TerasIndonesiaNews.com – Jakarta | Kamis, 04 Juni 2026
Wakil Menteri Imigrasi dan Pemasyarakatan, Silmy Karim, menyerahkan diri ke Komisi Pemberantasan Korupsi (KPK) pada Rabu malam (3/6/2026) dan langsung menjalani pemeriksaan intensif di Gedung Merah Putih.
Kedatangan Silmy sekitar pukul 20.45 WIB didampingi tim kuasa hukum. Penyidik KPK mendalami dugaan percepatan pengurusan izin tinggal warga negara asing (WNA), aliran dana yang diduga terkait penerbitan dokumen, serta kemungkinan keterlibatan pihak lain dari internal Imigrasi maupun pihak swasta.
Di tengah proses hukum yang berjalan, Kementerian Imigrasi dan Pemasyarakatan menyatakan menghormati langkah KPK dan memastikan pelayanan publik tetap berjalan normal melalui pengalihan layanan ke Kanwil DKI Jakarta.

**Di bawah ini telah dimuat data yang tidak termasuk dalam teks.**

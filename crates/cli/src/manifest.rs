//! Extension manifest loading.
//!
//! The manifest is kept as raw JSON: the permission filter needs the three
//! permission arrays and the manifest filter needs arbitrary dotted key
//! lookups, so a full typed model would only get in the way.

use std::collections::BTreeSet;
use std::path::Path;

use serde_json::Value;

use crate::error::{Error, Result};

/// A parsed `manifest.json`.
#[derive(Debug, Clone)]
pub struct Manifest {
    raw: Value,
}

impl Manifest {
    /// Load `manifest.json` from an extension root.
    pub fn load(root: &Path) -> Result<Self> {
        let path = root.join("manifest.json");
        let bytes = std::fs::read(&path).map_err(|e| Error::Io {
            path: path.clone(),
            source: e,
        })?;
        // Some store manifests ship with a UTF-8 BOM.
        let text = String::from_utf8_lossy(&bytes);
        let raw: Value =
            serde_json::from_str(text.trim_start_matches('\u{feff}')).map_err(|e| {
                Error::Manifest {
                    path,
                    message: e.to_string(),
                }
            })?;
        Ok(Self { raw })
    }

    #[cfg(test)]
    pub(crate) fn from_value(raw: Value) -> Self {
        Self { raw }
    }

    /// Union of `permissions`, `optional_permissions`, and
    /// `host_permissions` string entries.
    pub fn permissions(&self) -> BTreeSet<String> {
        let mut all = BTreeSet::new();
        for key in ["permissions", "optional_permissions", "host_permissions"] {
            if let Some(Value::Array(entries)) = self.raw.get(key) {
                all.extend(
                    entries
                        .iter()
                        .filter_map(Value::as_str)
                        .map(str::to_string),
                );
            }
        }
        all
    }

    /// Whether a dotted key path (e.g. `background.service_worker`) is
    /// present in the manifest object tree. Only objects are traversed.
    pub fn has_key(&self, dotted: &str) -> bool {
        let mut node = &self.raw;
        for part in dotted.split('.') {
            match node.get(part) {
                Some(next) => node = next,
                None => return false,
            }
        }
        true
    }
}

#[cfg(test)]
#[path = "manifest_tests.rs"]
mod tests;
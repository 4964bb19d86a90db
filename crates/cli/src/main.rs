// SPDX-License-Identifier: MIT
// Copyright (c) 2026 Alfred Jean LLC

//! we-api-finder CLI entry point.

use std::io;

use clap::{Parser, error::ErrorKind};
use tracing_subscriber::{EnvFilter, fmt};

use we_api_finder::cli::{self, Cli, Command};
use we_api_finder::driver::{Driver, DriverConfig};
use we_api_finder::error::ExitCode;
use we_api_finder::extension::Resolver;
use we_api_finder::filters::{
    ApiFilter, Filter, ManifestFilter, PermissionsFilter, UserCountFilter,
};
use we_api_finder::metadata::AmoMetadata;

fn init_logging() {
    let filter =
        EnvFilter::try_from_env("WE_API_FINDER_LOG").unwrap_or_else(|_| EnvFilter::new("warn"));

    fmt()
        .with_env_filter(filter)
        .with_writer(io::stderr)
        .with_target(false)
        .init();
}

fn main() {
    init_logging();

    let exit_code = match run() {
        Ok(code) => code,
        Err(e) => {
            eprintln!("we-api-finder: {e:#}");
            ExitCode::Fatal
        }
    };

    std::process::exit(exit_code as i32);
}

fn run() -> anyhow::Result<ExitCode> {
    // try_parse so argument errors map to this tool's exit codes.
    let cli = match Cli::try_parse() {
        Ok(cli) => cli,
        Err(e) => {
            return match e.kind() {
                ErrorKind::DisplayHelp | ErrorKind::DisplayVersion => {
                    e.print()?;
                    Ok(ExitCode::Success)
                }
                _ => {
                    e.print()?;
                    Ok(ExitCode::Fatal)
                }
            };
        }
    };

    let pool_size = cli::pool_size(cli.jobs);
    let ignore_missing = std::env::var("IGNORE_MISSING_ADDON")
        .map(|v| cli::is_truthy(&v))
        .unwrap_or(false);

    let (filter, metadata): (Box<dyn Filter>, Option<AmoMetadata>) = match &cli.command {
        Command::Api(args) => (
            Box::new(ApiFilter::new(&args.queries, pool_size)?),
            optional_metadata(),
        ),
        Command::Permissions(args) => (
            Box::new(PermissionsFilter::new(&args.permissions)),
            optional_metadata(),
        ),
        Command::Manifest(args) => {
            (Box::new(ManifestFilter::new(&args.keys)), optional_metadata())
        }
        Command::UserCount(args) => (
            Box::new(UserCountFilter::new(args.min_users)),
            // Fatal without metadata: the filter has nothing to count.
            Some(AmoMetadata::require_from_env()?),
        ),
    };

    let resolver = Resolver::new(cli.root.clone(), metadata);
    let driver = Driver::new(
        filter,
        resolver,
        DriverConfig {
            ignore_missing,
            ..Default::default()
        },
    );

    let stdin = io::stdin();
    let stdout = io::stdout();
    driver.run(&mut stdin.lock(), &mut stdout.lock())?;

    Ok(ExitCode::Success)
}

/// Metadata for filters that can run without it: load errors degrade to a
/// warning instead of aborting the batch.
fn optional_metadata() -> Option<AmoMetadata> {
    match AmoMetadata::from_env() {
        Ok(metadata) => metadata,
        Err(err) => {
            tracing::warn!(%err, "ignoring unusable AMO metadata");
            None
        }
    }
}
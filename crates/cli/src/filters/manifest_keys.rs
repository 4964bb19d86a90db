//! The manifest filter: dotted key presence.

use crate::error::Result;
use crate::extension::ExtensionInput;

use super::{Filter, Verdict};

/// Keeps extensions whose manifest contains every requested dotted key
/// path (e.g. `background.service_worker`).
pub struct ManifestFilter {
    keys: Vec<String>,
}

impl ManifestFilter {
    pub fn new(keys: &[String]) -> Self {
        Self {
            keys: keys.to_vec(),
        }
    }
}

impl Filter for ManifestFilter {
    fn name(&self) -> &'static str {
        "manifest"
    }

    fn apply(&self, ext: &ExtensionInput) -> Result<Verdict> {
        let manifest = ext.manifest()?;
        let hit = self.keys.iter().all(|key| manifest.has_key(key));
        Ok(if hit { Verdict::Keep } else { Verdict::Drop })
    }
}

#[cfg(test)]
#[path = "manifest_keys_tests.rs"]
mod tests;
//! HTTP authentication cache
//!
//! Retains credentials per protection space so a transaction layer can
//! answer repeat 401/407 challenges without asking the user again.

mod cache;

pub use cache::{AuthCache, AuthCacheEntry};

Kini sorotan publik tertuju pada langkah KPK berikutnya. Sesuai aturan, lembaga antirasuah memiliki waktu 1x24 jam untuk menentukan status hukum Silmy Karim. Jika ditemukan bukti yang cukup, penetapan tersangka dapat dilakukan dalam waktu dekat.
KPK menegaskan proses penanganan perkara tetap mengedepankan profesionalitas dan asas praduga tak bersalah hingga adanya putusan pengadilan yang berkekuatan hukum tetap.